## THE PROBLEM:
Report how many lines below contain the word "GetMe". Write only that number.

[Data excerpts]
-- Opening Marker --

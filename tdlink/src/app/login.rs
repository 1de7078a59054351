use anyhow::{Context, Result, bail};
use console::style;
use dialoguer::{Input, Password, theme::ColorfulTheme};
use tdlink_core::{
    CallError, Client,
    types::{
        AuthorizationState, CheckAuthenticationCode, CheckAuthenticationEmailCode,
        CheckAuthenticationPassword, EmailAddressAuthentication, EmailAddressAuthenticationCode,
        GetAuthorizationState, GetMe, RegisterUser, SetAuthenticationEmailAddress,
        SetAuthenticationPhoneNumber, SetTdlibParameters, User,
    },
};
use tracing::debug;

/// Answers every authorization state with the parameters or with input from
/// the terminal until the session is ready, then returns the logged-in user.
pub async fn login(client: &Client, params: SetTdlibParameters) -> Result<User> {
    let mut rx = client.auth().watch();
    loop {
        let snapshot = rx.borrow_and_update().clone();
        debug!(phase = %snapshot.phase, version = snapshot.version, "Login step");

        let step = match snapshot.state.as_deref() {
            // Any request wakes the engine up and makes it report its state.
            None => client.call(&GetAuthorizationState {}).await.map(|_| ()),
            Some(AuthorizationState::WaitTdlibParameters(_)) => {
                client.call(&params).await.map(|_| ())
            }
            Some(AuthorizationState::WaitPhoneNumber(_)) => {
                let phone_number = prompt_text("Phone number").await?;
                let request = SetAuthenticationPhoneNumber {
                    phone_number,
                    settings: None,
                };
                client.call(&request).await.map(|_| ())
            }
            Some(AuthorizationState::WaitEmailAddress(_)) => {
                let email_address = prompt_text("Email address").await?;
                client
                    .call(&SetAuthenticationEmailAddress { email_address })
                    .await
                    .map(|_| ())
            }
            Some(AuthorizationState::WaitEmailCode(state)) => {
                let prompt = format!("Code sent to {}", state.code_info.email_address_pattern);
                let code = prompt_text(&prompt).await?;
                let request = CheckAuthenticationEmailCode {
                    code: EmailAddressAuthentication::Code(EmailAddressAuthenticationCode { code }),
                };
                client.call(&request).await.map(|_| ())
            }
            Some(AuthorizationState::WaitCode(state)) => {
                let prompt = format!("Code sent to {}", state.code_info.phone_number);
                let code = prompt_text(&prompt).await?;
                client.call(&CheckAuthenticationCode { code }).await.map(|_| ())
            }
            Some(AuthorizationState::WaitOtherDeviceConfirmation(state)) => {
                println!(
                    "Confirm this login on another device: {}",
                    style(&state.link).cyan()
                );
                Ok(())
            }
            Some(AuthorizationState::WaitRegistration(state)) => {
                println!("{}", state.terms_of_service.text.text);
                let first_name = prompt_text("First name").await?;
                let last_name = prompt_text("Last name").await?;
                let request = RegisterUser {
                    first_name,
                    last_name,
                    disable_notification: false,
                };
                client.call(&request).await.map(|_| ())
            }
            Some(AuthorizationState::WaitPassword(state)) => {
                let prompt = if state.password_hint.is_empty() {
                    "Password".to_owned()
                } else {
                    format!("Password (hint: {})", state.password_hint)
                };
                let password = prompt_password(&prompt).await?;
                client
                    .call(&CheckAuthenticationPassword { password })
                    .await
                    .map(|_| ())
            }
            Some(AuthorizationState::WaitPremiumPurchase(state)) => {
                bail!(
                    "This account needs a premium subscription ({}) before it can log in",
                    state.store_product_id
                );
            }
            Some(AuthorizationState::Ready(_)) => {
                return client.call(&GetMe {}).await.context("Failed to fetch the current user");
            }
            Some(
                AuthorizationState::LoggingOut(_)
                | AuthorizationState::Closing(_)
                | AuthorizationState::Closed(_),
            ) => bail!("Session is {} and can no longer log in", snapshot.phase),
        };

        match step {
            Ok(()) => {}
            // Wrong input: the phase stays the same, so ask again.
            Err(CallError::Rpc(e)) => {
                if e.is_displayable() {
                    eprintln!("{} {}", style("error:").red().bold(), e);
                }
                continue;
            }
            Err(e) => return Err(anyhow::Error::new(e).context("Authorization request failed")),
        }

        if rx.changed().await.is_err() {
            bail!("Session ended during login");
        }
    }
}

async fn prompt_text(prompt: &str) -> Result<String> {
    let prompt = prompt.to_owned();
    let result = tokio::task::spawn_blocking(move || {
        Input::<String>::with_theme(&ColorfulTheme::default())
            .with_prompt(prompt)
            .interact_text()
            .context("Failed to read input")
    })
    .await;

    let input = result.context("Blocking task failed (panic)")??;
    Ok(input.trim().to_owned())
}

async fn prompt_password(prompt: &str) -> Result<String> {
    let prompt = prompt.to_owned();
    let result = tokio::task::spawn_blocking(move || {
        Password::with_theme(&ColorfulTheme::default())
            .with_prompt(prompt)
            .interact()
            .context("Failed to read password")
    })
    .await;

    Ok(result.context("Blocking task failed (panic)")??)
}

-- Closing Marker --
-- Opening Marker --

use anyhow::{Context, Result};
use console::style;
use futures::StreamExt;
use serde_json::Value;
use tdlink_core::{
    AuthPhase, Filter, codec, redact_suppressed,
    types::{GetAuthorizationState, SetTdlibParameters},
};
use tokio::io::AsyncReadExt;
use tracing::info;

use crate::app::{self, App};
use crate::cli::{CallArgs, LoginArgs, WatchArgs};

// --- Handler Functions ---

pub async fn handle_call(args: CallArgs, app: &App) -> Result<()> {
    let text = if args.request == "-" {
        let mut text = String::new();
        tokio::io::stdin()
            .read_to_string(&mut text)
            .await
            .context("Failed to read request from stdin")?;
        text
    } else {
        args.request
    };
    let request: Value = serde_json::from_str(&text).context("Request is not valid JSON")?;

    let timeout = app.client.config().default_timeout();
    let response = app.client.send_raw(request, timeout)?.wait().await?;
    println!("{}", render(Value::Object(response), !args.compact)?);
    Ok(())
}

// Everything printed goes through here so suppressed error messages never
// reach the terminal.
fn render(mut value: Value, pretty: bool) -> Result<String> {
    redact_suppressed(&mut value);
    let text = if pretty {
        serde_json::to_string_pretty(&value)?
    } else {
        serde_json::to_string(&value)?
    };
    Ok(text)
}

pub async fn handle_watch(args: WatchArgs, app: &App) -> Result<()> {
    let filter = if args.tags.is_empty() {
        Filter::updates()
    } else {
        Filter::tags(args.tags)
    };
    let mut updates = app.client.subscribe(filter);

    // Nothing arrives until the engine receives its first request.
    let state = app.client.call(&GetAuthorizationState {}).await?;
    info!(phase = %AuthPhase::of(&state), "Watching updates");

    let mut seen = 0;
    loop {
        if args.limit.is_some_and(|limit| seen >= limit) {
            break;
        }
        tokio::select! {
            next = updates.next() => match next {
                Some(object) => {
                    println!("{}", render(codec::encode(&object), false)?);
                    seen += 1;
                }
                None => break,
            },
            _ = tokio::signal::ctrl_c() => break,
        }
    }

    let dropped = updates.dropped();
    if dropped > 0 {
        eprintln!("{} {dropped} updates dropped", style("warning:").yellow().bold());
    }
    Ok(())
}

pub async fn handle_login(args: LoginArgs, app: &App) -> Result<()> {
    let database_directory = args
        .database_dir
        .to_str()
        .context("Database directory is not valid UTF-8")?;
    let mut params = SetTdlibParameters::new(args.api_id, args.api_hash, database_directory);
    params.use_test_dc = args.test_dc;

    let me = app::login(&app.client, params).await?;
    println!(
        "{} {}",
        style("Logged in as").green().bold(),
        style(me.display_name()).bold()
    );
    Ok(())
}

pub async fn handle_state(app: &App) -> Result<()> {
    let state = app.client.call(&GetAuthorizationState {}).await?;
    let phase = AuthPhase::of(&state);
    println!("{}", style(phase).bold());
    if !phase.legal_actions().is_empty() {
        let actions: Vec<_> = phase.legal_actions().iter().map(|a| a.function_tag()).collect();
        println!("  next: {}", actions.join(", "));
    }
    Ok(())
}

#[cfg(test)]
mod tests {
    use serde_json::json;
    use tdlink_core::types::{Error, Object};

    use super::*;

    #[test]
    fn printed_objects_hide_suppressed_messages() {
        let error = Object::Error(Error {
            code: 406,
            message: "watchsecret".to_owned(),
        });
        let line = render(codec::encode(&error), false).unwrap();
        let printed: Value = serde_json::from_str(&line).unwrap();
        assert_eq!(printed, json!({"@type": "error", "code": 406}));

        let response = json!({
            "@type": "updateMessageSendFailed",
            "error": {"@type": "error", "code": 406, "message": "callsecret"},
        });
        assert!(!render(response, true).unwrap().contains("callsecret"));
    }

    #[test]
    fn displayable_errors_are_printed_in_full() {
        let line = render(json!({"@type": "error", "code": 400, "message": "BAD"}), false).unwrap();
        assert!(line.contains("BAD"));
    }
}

-- Closing Marker --

## SOLUTION BELOW:
2